ID, regardless of whether it is associated with EMS or PPID, is managed through a combination of diet and exercise (if no active laminitis exists). Pharmacologic agents are used in the short term in animals that are refractory to management changes alone. PPID is managed through treatment with the dopamine agonist pergolide.

Three types of laminitis exist – namely, sepsis-associated, endocrinopathic and supporting limb laminitis. Endocrinopathic laminitis is the commonest form, accounting for up to 90% of cases.

It encompasses laminitis associated with insulin dysregulation (ID) and includes laminitis associated with the two common endocrine disorders: equine metabolic syndrome (EMS) and pituitary pars intermedia dysfunction (PPID).

Identification of causes of endocrinopathic laminitis

ID is the central feature of EMS and the subset of animals with PPID that develop laminitis appear to have ID. Therefore, investigation of endocrinopathic causes of laminitis requires identification of ID in suspect EMS and PPID cases, and detection of PPID in suspect PPID cases.

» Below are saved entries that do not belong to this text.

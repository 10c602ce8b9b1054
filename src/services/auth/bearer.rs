//! `Authorization` header → bearer credential.
//!
//! No structural validation happens here. A garbage string after the scheme is
//! still handed to the verifier and rejected there.

use std::fmt;

const BEARER_SCHEME: &str = "Bearer";

/// Opaque token string taken from `Authorization: Bearer <token>`.
///
/// Debug output is redacted so credentials never end up in logs.
#[derive(Clone, PartialEq, Eq)]
pub struct BearerCredential(String);

impl BearerCredential {
    pub fn as_str(&self) -> &str {
        &self.0
    }
}

impl fmt::Debug for BearerCredential {
    fn fmt(&self, f: &mut fmt::Formatter<'_>) -> fmt::Result {
        f.debug_tuple("BearerCredential").field(&"<redacted>").finish()
    }
}

/// Result of looking at the header. `None` is the anonymous path, not an error.
#[derive(Debug, Clone, PartialEq, Eq)]
pub enum Credential {
    None,
    Bearer(BearerCredential),
}

/// Extract a bearer credential from a raw header value.
///
/// The scheme match is case-sensitive. Missing/empty headers, other schemes and
/// a credential that trims to nothing all yield `Credential::None`.
pub fn parse_authorization(header: Option<&str>) -> Credential {
    let Some(value) = header else {
        return Credential::None;
    };

    let Some(rest) = value.trim().strip_prefix(BEARER_SCHEME) else {
        return Credential::None;
    };

    let token = rest.trim();
    if token.is_empty() {
        return Credential::None;
    }

    Credential::Bearer(BearerCredential(token.to_string()))
}
//! Authorization header → RequestCtx を extensions に入れる
//!
//! - ここでは検証しない。ヘッダ値と request id を運ぶだけ
//! - 検証 / 認可は operation ごとに auth chain (`authenticate` → `authorize`) が行う
//! - ヘッダが無い / UTF-8 でない場合は anonymous として扱う

use axum::{
    Router,
    body::Body,
    http::{HeaderMap, Request, header},
    middleware::{self, Next},
    response::Response,
};

use crate::api::v1::extractors::RequestCtx;
use crate::middleware::http::REQUEST_ID_HEADER;
use crate::state::AppState;

/// `/api/v1/*` に RequestCtx を差し込む middleware を適用する。
pub fn apply(router: Router<AppState>) -> Router<AppState> {
    router.layer(middleware::from_fn(access_middleware))
}

fn header_str(headers: &HeaderMap, name: impl header::AsHeaderName) -> Option<String> {
    headers
        .get(name)
        .and_then(|v| v.to_str().ok())
        .map(str::to_string)
}

async fn access_middleware(mut req: Request<Body>, next: Next) -> Response {
    let headers = req.headers();
    let ctx = RequestCtx::new(
        header_str(headers, REQUEST_ID_HEADER),
        header_str(headers, header::AUTHORIZATION),
    );

    // middleware → extractor への受け渡し
    req.extensions_mut().insert(ctx);

    next.run(req).await
}
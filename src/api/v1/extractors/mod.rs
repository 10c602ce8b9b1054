pub mod request_ctx;

pub use request_ctx::{Principal, RequestCtx, RequestCtxExtractor};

Altered circulating concentrations of adipose tissue-derived hormones (adipokines) such as adiponectin are found in a proportion of animals with EMS and so can provide additional information.

Identification of ID

ID manifests in three forms – namely, hyperinsulinaemia, an excessive insulin response to oral carbohydrate and peripheral (tissue) insulin resistance. Any combination of these manifestations may occur in an individual animal; therefore, it is important to test for all three (Figure 1).

Basal insulin concentrations

Hyperinsulinaemia is detected by measuring basal insulin concentrations in a single blood sample collected with the horse in the fed state (hay or pasture, but not grain). See Table 1 for interpretation guidance.

Table 1. Basal insulin concentrations (produced by the Equine Endocrinology Group)
Results	Interpretation	Recommendation
<20μU/ml (radioimmunoassay [RIA] and Immulite 1000)

<31μU/ml (Immulite 2000 XPi) Non-diagnostic Dynamic test recommended to better assess 20μU/ml to 50μU/ml (RIA and Immulite 1000)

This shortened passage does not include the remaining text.